But these days Rolfs' measured efforts are paying off. Her lawn's stubborn dead patches are beginning to show signs of life, the kind of growth turnaround that any company would be proud to claim on an earnings report.

Sinking a few dollars in weed killers, fertilizer bags, grass seeds and gasoline for the mower is paying dividends, with plenty of promise for counting on future interest.

"It's an investment," Rolfs said last week, after spending an hour spreading fertilizer in her front and back yards on Vermont Street. "If we ever want to sell the house, it'll sell better."

As spring rains promise yet another lush growth cycle, homeowners throughout the area are seeing green -- fescue and bluegrass leaves that are showing their colors.

Horticulturists, professional landscapers and other professionals say that a little care can go a long way toward saving plenty of time, money and aggravation as the growing season shines on Lawrence.

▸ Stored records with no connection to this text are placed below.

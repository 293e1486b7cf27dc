//! The `sidus-admin` management utility.
//!
//! ```bash
//! sidus-admin --config admin.toml routes --format json
//! sidus-admin --config admin.toml admins product
//! sidus-admin --config admin.toml check --fail-level warning
//! ```

use std::process::ExitCode;

use sidus_admin_cli::command::CommandRegistry;
use sidus_admin_cli::commands::register_builtin_commands;

fn main() -> ExitCode {
    let mut commands = CommandRegistry::new();
    register_builtin_commands(&mut commands);

    let matches = commands.build_cli().get_matches();
    let stdout = std::io::stdout();
    let mut out = stdout.lock();

    match sidus_admin_cli::run(&commands, &matches, &mut out) {
        Ok(()) => ExitCode::SUCCESS,
        Err(err) => {
            eprintln!("Error: {err}");
            ExitCode::FAILURE
        }
    }
}
//! The parse-table data model shared by the lexer table and the parser
//! table: a set of numbered rules, each a sequence of terms, plus a
//! `(nonterminal, group) -> rule index` mapping built from Prefix sets.

use std::collections::HashMap;

use crate::id_grouper::{GroupId, IdGrouper};
use crate::llspec::Qualifier;
use crate::symbol::{Domain, Id};
use crate::symbol_set::SymbolSet;

/// One element of a rule's right-hand side.
#[derive(Clone, PartialEq, Eq, Debug)]
pub enum Term {
  /// Matches a single ID in `[low, high]`. An assertion term does not
  /// consume input or emit output; it only constrains what follows.
  Terminal { low: Id, high: Id, assertion: bool },
  /// A reference to another non-terminal, carrying the precedence value
  /// propagated into it (0 for non-precedence contexts).
  NonterminalRef { id: Id, preced_val: u32 },
  /// A reference whose precedence value is not a fixed constant but is
  /// inherited from whatever `preced_val` the enclosing rule's own
  /// invocation received. Used only by a precedence PPR's continuation-loop
  /// helper, to thread its climbing level down without a separate rule per
  /// level. Always rewritten to a plain `NonterminalRef` before it reaches
  /// the stack.
  NonterminalRefInherit { id: Id },
  /// A precedence guard: if `preced_val <= preced_max` fails, everything up
  /// to and including the next `Pylon` is discarded at parse time.
  PrecedencePredicate { preced_max: u32, preced_val: u32 },
  /// Marks the boundary a failed `PrecedencePredicate` unwinds to.
  Pylon,
}

#[derive(Clone, PartialEq, Eq, Debug, Default)]
pub struct Rule {
  pub terms: Vec<Term>,
}

impl Rule {
  pub fn new() -> Self {
    Self::default()
  }
}

/// Whether a non-terminal is a "main" rule the grammar author named, or a
/// "helper" synthesized while lowering a composite expression. Helpers are
/// transparent to the parsing engine: they don't emit begin/end events and
/// don't increase stack depth.
#[derive(Clone, Copy, PartialEq, Eq, Debug)]
pub enum NontermKind {
  Main,
  Helper,
}

#[derive(Clone, Debug, Default)]
pub struct NontermInfo {
  pub name: Option<String>,
  pub kind: Option<NontermKind>,
  pub qualifier: Option<Qualifier>,
  pub rules: Vec<usize>,
  pub first: Option<SymbolSet>,
  pub follow: Option<SymbolSet>,
  pub prefix: Option<SymbolSet>,
}

/// One of the two tables the compiler builds (lexer or parser). Owns every
/// rule produced for non-terminals in its domain, the grouper used to
/// compress its terminal alphabet, and the `(nonterminal, group) -> rule`
/// mapping used to drive a parse.
#[derive(Debug)]
pub struct ParseTable {
  domain: Domain,
  rules: Vec<Rule>,
  nonterms: HashMap<Id, NontermInfo>,
  grouper: IdGrouper,
  mapping: HashMap<(Id, GroupId), usize>,
  collisions: Vec<(Id, GroupId)>,
}

impl ParseTable {
  pub fn new(domain: Domain) -> Self {
    Self {
      domain,
      rules: Vec::new(),
      nonterms: HashMap::new(),
      grouper: IdGrouper::new(domain),
      mapping: HashMap::new(),
      collisions: Vec::new(),
    }
  }

  pub fn domain(&self) -> Domain {
    self.domain
  }

  pub fn grouper(&self) -> &IdGrouper {
    &self.grouper
  }

  pub fn grouper_mut(&mut self) -> &mut IdGrouper {
    &mut self.grouper
  }

  pub fn add_rule(&mut self, nonterm: Id, rule: Rule) -> usize {
    let idx = self.rules.len();
    self.rules.push(rule);
    let info = self.nonterms.entry(nonterm).or_default();
    info.rules.push(idx);
    idx
  }

  pub fn rule(&self, idx: usize) -> &Rule {
    &self.rules[idx]
  }

  pub fn rule_mut(&mut self, idx: usize) -> &mut Rule {
    &mut self.rules[idx]
  }

  pub fn rule_count(&self) -> usize {
    self.rules.len()
  }

  pub fn nonterm_info(&self, id: Id) -> Option<&NontermInfo> {
    self.nonterms.get(&id)
  }

  pub fn nonterm_info_mut(&mut self, id: Id) -> &mut NontermInfo {
    self.nonterms.entry(id).or_default()
  }

  pub fn nonterm_ids(&self) -> impl Iterator<Item = Id> + '_ {
    self.nonterms.keys().copied()
  }

  pub fn set_name(&mut self, id: Id, name: String, kind: NontermKind) {
    let info = self.nonterms.entry(id).or_default();
    info.name = Some(name);
    info.kind = Some(kind);
  }

  pub fn set_qualifier(&mut self, id: Id, qualifier: Qualifier) {
    self.nonterms.entry(id).or_default().qualifier = Some(qualifier);
  }

  pub fn qualifier_of(&self, id: Id) -> Option<Qualifier> {
    self.nonterms.get(&id)?.qualifier
  }

  pub fn is_helper(&self, id: Id) -> bool {
    matches!(self.nonterms.get(&id).and_then(|i| i.kind), Some(NontermKind::Helper))
  }

  pub fn name_of(&self, id: Id) -> Option<&str> {
    self.nonterms.get(&id)?.name.as_deref()
  }

  /// FIRST(id), populated by `compiler::sets::finalize`. `None` before
  /// finalization has run.
  pub fn first_of(&self, id: Id) -> Option<&SymbolSet> {
    self.nonterms.get(&id)?.first.as_ref()
  }

  /// FOLLOW(id): the complement of non-epsilon FIRST(id) within the table's
  /// terminal domain. Populated by `compiler::sets::finalize`.
  pub fn follow_of(&self, id: Id) -> Option<&SymbolSet> {
    self.nonterms.get(&id)?.follow.as_ref()
  }

  /// Prefix(id): FIRST(id) widened with FOLLOW(id) when `id` is nullable,
  /// used to build the rule-dispatch mapping. Populated by
  /// `compiler::sets::finalize`.
  pub fn prefix_of(&self, id: Id) -> Option<&SymbolSet> {
    self.nonterms.get(&id)?.prefix.as_ref()
  }

  /// Inserts `(nonterm, group) -> rule` for every group covered by `prefix`.
  /// Collisions are recorded rather than overwriting the existing entry.
  pub fn map_rule(&mut self, nonterm: Id, rule_idx: usize, prefix: &SymbolSet) {
    let groups: Vec<GroupId> = prefix.ranges().iter().flat_map(|&(lo, hi)| {
      let mut ids = Vec::new();
      let mut cur = lo;
      loop {
        let (glo, ghi) = self.grouper.get_symbol_range(self.grouper.get_group_id(cur));
        ids.push(self.grouper.get_group_id(cur));
        if ghi >= hi {
          break;
        }
        cur = ghi.max(glo) + 1;
      }
      ids
    }).collect();

    for g in groups {
      let key = (nonterm, g);
      if self.mapping.contains_key(&key) {
        self.collisions.push(key);
        continue;
      }
      self.mapping.insert(key, rule_idx);
    }
  }

  pub fn lookup(&self, nonterm: Id, input_id: Id) -> Option<usize> {
    let g = self.grouper.get_group_id(input_id);
    self.mapping.get(&(nonterm, g)).copied()
  }

  pub fn collisions(&self) -> &[(Id, GroupId)] {
    &self.collisions
  }
}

"You can spend as little or as much as you want to," said Bruce Chladny, horticulture agent for Kansas State Research and Extension -- Douglas County. "Grass is grass, whether you're pumping $500 a month into it or $5 a month into it. It might be greener, but it's still going to be green.

"If you do it right, you can get away with $100, $200 a year and have a decent lawn."

Jean Rolfs, Lawrence, spreads fertilizer and weed killer on her
front yard. Springtime hits homeowners in the pocketbook as they
splurge to transform their yards from a dull brown to a bright
green. Rolfs worked in her yard Wednesday.

Jean Rolfs, Lawrence, spreads fertilizer and weed killer on her front yard. Springtime hits homeowners in the pocketbook as they splurge to transform their yards from a dull brown to a bright green. Rolfs worked in her yard Wednesday.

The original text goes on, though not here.